In the majority of cases examined, the claims of investment arbitrators, investors and states have been given greater consideration than the claims by NGOs and the public at large, limiting room for contestation. Foreign investors have sought to narrow the scope of relevant bodies of norms whereas states and NGOs have aimed at expanding it. Over time, ISDS participants, and investment adjudicators in particular, have tended to regard relations with human rights norms with less hesitancy. Although the decisions of investment tribunals affect many constituencies, possibilities for these affected outsiders to make their claims heard in investment arbitration have been limited. Their priorities have often been silenced in sites of investment treaty negotiation too.
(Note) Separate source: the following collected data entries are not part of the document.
//! Web search adapter backed by a Custom Search JSON API.
//!
//! Sends `GET {endpoint}?key=…&cx=…&q=…&num=…` and maps the top
//! `items[].{title, snippet, link}` into [`SearchItem`]s tagged
//! [`SourceTag::Web`].
//!
//! # Failure Mapping
//!
//! | Condition | Error |
//! |-----------|-------|
//! | Endpoint blank or unparsable, API key or engine id env var unset/empty | `NotConfigured` |
//! | Transport error, timeout, non-2xx status | `UpstreamUnavailable` |
//! | Body is not JSON, or `items` is not an array | `UpstreamProtocolError` |
//! | No `items` field | empty success |
//!
//! Credentials are read from the environment on every call so that a key
//! exported after startup is picked up without a restart.

use anyhow::Result;
use async_trait::async_trait;
use serde_json::Value;
use std::time::Duration;
use tracing::debug;

use crate::config::{WebConfig, WEB_RESULT_LIMIT};
use crate::error::{parse_endpoint, truncate_body, AdapterError, AdapterResult};
use crate::models::{Query, SearchItem, SourceTag};
use crate::traits::SearchAdapter;

const NAME: &str = "google";

pub struct WebSearch {
    client: reqwest::Client,
    endpoint: Option<reqwest::Url>,
    api_key_env: String,
    engine_id_env: String,
    max_results: usize,
}

impl WebSearch {
    pub fn new(config: &WebConfig) -> Result<Self> {
        let client = reqwest::Client::builder()
            .timeout(Duration::from_secs(config.timeout_secs))
            .build()?;

        Ok(Self {
            client,
            endpoint: parse_endpoint(&config.endpoint),
            api_key_env: config.api_key_env.clone(),
            engine_id_env: config.engine_id_env.clone(),
            max_results: config.max_results.clamp(1, WEB_RESULT_LIMIT),
        })
    }

    fn credentials(&self) -> AdapterResult<(String, String)> {
        let key = read_env(&self.api_key_env)?;
        let cx = read_env(&self.engine_id_env)?;
        Ok((key, cx))
    }
}

fn read_env(var: &str) -> AdapterResult<String> {
    match std::env::var(var) {
        Ok(v) if !v.trim().is_empty() => Ok(v),
        _ => Err(AdapterError::not_configured(NAME, format!("{} not set", var))),
    }
}

#[async_trait]
impl SearchAdapter for WebSearch {
    fn name(&self) -> &str {
        NAME
    }

    async fn resolve(&self, query: &Query, _ctx: &[SearchItem]) -> AdapterResult<Vec<SearchItem>> {
        let endpoint = self
            .endpoint
            .clone()
            .ok_or_else(|| AdapterError::not_configured(NAME, "endpoint not set"))?;
        let (key, cx) = self.credentials()?;
        let num = self.max_results.to_string();

        let response = self
            .client
            .get(endpoint)
            .query(&[
                ("key", key.as_str()),
                ("cx", cx.as_str()),
                ("q", query.as_str()),
                ("num", num.as_str()),
            ])
            .send()
            .await
            .map_err(|e| AdapterError::unavailable(NAME, e.to_string()))?;

        let status = response.status();
        if !status.is_success() {
            let body_text = response.text().await.unwrap_or_default();
            return Err(AdapterError::unavailable(
                NAME,
                format!("HTTP {}: {}", status, truncate_body(&body_text, 200)),
            ));
        }

        let body = response
            .text()
            .await
            .map_err(|e| AdapterError::unavailable(NAME, e.to_string()))?;
        let json: Value = serde_json::from_str(&body)
            .map_err(|e| AdapterError::protocol(NAME, format!("invalid JSON: {}", e)))?;

        let items = parse_web_response(&json, self.max_results)?;
        debug!(query = %query, results = items.len(), "web search returned");
        Ok(items)
    }
}

/// Map a Custom Search response body to at most `limit` search items.
///
/// Entries without a `link` are skipped.
pub fn parse_web_response(json: &Value, limit: usize) -> AdapterResult<Vec<SearchItem>> {
    let items = match json.get("items") {
        None | Some(Value::Null) => return Ok(Vec::new()),
        Some(Value::Array(items)) => items,
        Some(_) => return Err(AdapterError::protocol(NAME, "'items' is not an array")),
    };

    let text = |item: &Value, field: &str| {
        item.get(field)
            .and_then(|v| v.as_str())
            .unwrap_or_default()
            .to_string()
    };

    Ok(items
        .iter()
        .filter(|item| item.get("link").and_then(|l| l.as_str()).is_some())
        .take(limit)
        .map(|item| SearchItem {
            title: text(item, "title"),
            snippet: text(item, "snippet"),
            link: text(item, "link"),
            source: SourceTag::Web,
        })
        .collect())
}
The analysis has observed an evolution in the way actors have dealt with human rights in ISDS over time, although dialectic tendencies of proximity and distancing persist. Initially, foreign investors adopted a clear rhetoric against the relevance of human rights in ISDS. In a second phase, they recognized their relevance but they kept them at a distance to downplay any potential conflict with investment protection standards. As states began to refer to human rights norms in their defences, investment tribunals had to find ways to articulate relations with them. The current phase seems marked by a very limited reliance on human rights on the part of investors and tribunals and more frequent linkages construed by states and NGOs, thereby creating entanglement on a rhetorical level but one constantly undercut by using other tools to create distance. In most of the cases examined, ISDS participants have used ‘overarching norms’ to order legal pluralism within international law, which may be explained by reference to the cultural and institutional context of ISDS. However, the dominant use of this ‘interface norm’ has not led to a new, fully integrated system as considerable contestation persists in other parts of the legal order. Indeed, forms and dynamics of entanglement have become observable in struggles ‘at the margins’ of and beyond the bounds of ISDS. These forms of contestation have led to a process of reform of international investment agreements and investment adjudication that may create room for shaping new forms of relations with human rights. However, only the future practice of actors will tell us how they will be construed. In the different contexts examined, the practice of taking other norms ‘into account’ has been one of the main tools for ordering multiplicity, yet without determining the substantive outcome of the practice of giving regard to other bodies of norms. Even when using this interface norm, ISDS participants have had discretion to determine the relative weight of the legalities brought together. Human rights actors have also had recourse to a similar interface norm when articulating their views of the relation with investment agreement, but their vision of legal order differs from the one put forward in the practice of investment arbitration.